## Data supplied:
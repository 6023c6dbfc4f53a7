//! Common types used across metalens

use serde::{Deserialize, Serialize};

/// Whether a tag was found on the page with a usable value
#[derive(Debug, Clone, Copy, PartialEq, Eq, Hash, Serialize, Deserialize)]
#[serde(rename_all = "lowercase")]
pub enum TagStatus {
    Present,
    Missing,
    /// Accepted on the wire and handled by summaries, never produced by extraction
    Warning,
}

impl TagStatus {
    /// Status for an extracted value: present iff the content is non-empty
    pub fn from_content(content: &str) -> Self {
        if content.is_empty() {
            TagStatus::Missing
        } else {
            TagStatus::Present
        }
    }

    pub fn as_str(&self) -> &'static str {
        match self {
            TagStatus::Present => "present",
            TagStatus::Missing => "missing",
            TagStatus::Warning => "warning",
        }
    }
}

/// A single meta tag as seen on the page
#[derive(Debug, Clone, PartialEq, Eq, Serialize, Deserialize)]
pub struct Tag {
    pub name: String,
    pub content: String,
    pub status: TagStatus,
}

impl Tag {
    /// Build a tag whose status follows from its content
    pub fn new(name: impl Into<String>, content: impl Into<String>) -> Self {
        let content = content.into();
        let status = TagStatus::from_content(&content);
        Self {
            name: name.into(),
            content,
            status,
        }
    }

    /// Placeholder for a tag the page does not declare
    pub fn missing(name: impl Into<String>) -> Self {
        Self {
            name: name.into(),
            content: String::new(),
            status: TagStatus::Missing,
        }
    }

    pub fn is_present(&self) -> bool {
        self.status == TagStatus::Present
    }
}

/// Summary buckets for the score widget
#[derive(Debug, Clone, Copy, Default, PartialEq, Eq, Serialize, Deserialize)]
pub struct ScoreCategory {
    pub good: u32,
    pub improvements: u32,
    pub issues: u32,
}

impl ScoreCategory {
    pub fn total(&self) -> u32 {
        self.good + self.improvements + self.issues
    }
}

/// How much a recommendation matters
#[derive(Debug, Clone, Copy, PartialEq, Eq, Hash, Serialize, Deserialize)]
#[serde(rename_all = "lowercase")]
pub enum Impact {
    High,
    Medium,
    Low,
}

impl Impact {
    pub fn as_str(&self) -> &'static str {
        match self {
            Impact::High => "high",
            Impact::Medium => "medium",
            Impact::Low => "low",
        }
    }
}

/// Display group of a recommendation
#[derive(Debug, Clone, Copy, PartialEq, Eq, Hash, Serialize, Deserialize)]
#[serde(rename_all = "lowercase")]
pub enum RecommendationCategory {
    Critical,
    Improvement,
    Good,
}

impl RecommendationCategory {
    pub fn as_str(&self) -> &'static str {
        match self {
            RecommendationCategory::Critical => "critical",
            RecommendationCategory::Improvement => "improvement",
            RecommendationCategory::Good => "good",
        }
    }
}

/// A piece of advice produced by the recommendation rules
#[derive(Debug, Clone, PartialEq, Eq, Serialize, Deserialize)]
pub struct Recommendation {
    pub title: String,
    pub description: String,
    pub impact: Impact,
    pub category: RecommendationCategory,
    #[serde(default, skip_serializing_if = "Option::is_none")]
    pub solution: Option<String>,
    #[serde(default, skip_serializing_if = "Option::is_none")]
    pub code: Option<String>,
}

/// Tags pulled out of a document, already backfilled
#[derive(Debug, Clone, Default, PartialEq, Eq)]
pub struct ExtractedTags {
    /// title, description, viewport, charset, canonical (in that order)
    pub essential: Vec<Tag>,
    pub open_graph: Vec<Tag>,
    pub twitter: Vec<Tag>,
}

impl ExtractedTags {
    /// Content of the essential tag with the given name, empty if absent
    pub fn essential_value(&self, name: &str) -> &str {
        find_content(&self.essential, name)
    }

    pub fn open_graph_value(&self, name: &str) -> &str {
        find_content(&self.open_graph, name)
    }

    pub fn twitter_value(&self, name: &str) -> &str {
        find_content(&self.twitter, name)
    }

    pub fn twitter_present(&self, name: &str) -> bool {
        is_present(&self.twitter, name)
    }

    pub fn open_graph_present(&self, name: &str) -> bool {
        is_present(&self.open_graph, name)
    }
}

fn find_content<'a>(tags: &'a [Tag], name: &str) -> &'a str {
    tags.iter()
        .find(|tag| tag.name == name)
        .map(|tag| tag.content.as_str())
        .unwrap_or("")
}

fn is_present(tags: &[Tag], name: &str) -> bool {
    tags.iter().any(|tag| tag.name == name && tag.is_present())
}

/// Complete outcome of analyzing one page
#[derive(Debug, Clone, PartialEq, Eq, Serialize, Deserialize)]
#[serde(rename_all = "camelCase")]
pub struct AnalysisResult {
    pub url: String,
    pub title: String,
    pub description: String,
    pub domain: String,
    pub score: u8,
    pub score_category: ScoreCategory,
    pub meta_tags: Vec<Tag>,
    pub open_graph_tags: Vec<Tag>,
    pub twitter_card_tags: Vec<Tag>,
    pub recommendations: Vec<Recommendation>,
    #[serde(default)]
    pub image_url: String,
}

impl AnalysisResult {
    pub fn total_tags(&self) -> usize {
        self.meta_tags.len() + self.open_graph_tags.len() + self.twitter_card_tags.len()
    }
}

## Activity:
Scan the material for the word "struct". Return every line where it is found.

## Expected output:
pub struct Tag {
pub struct ScoreCategory {
pub struct Recommendation {
pub struct ExtractedTags {
pub struct AnalysisResult {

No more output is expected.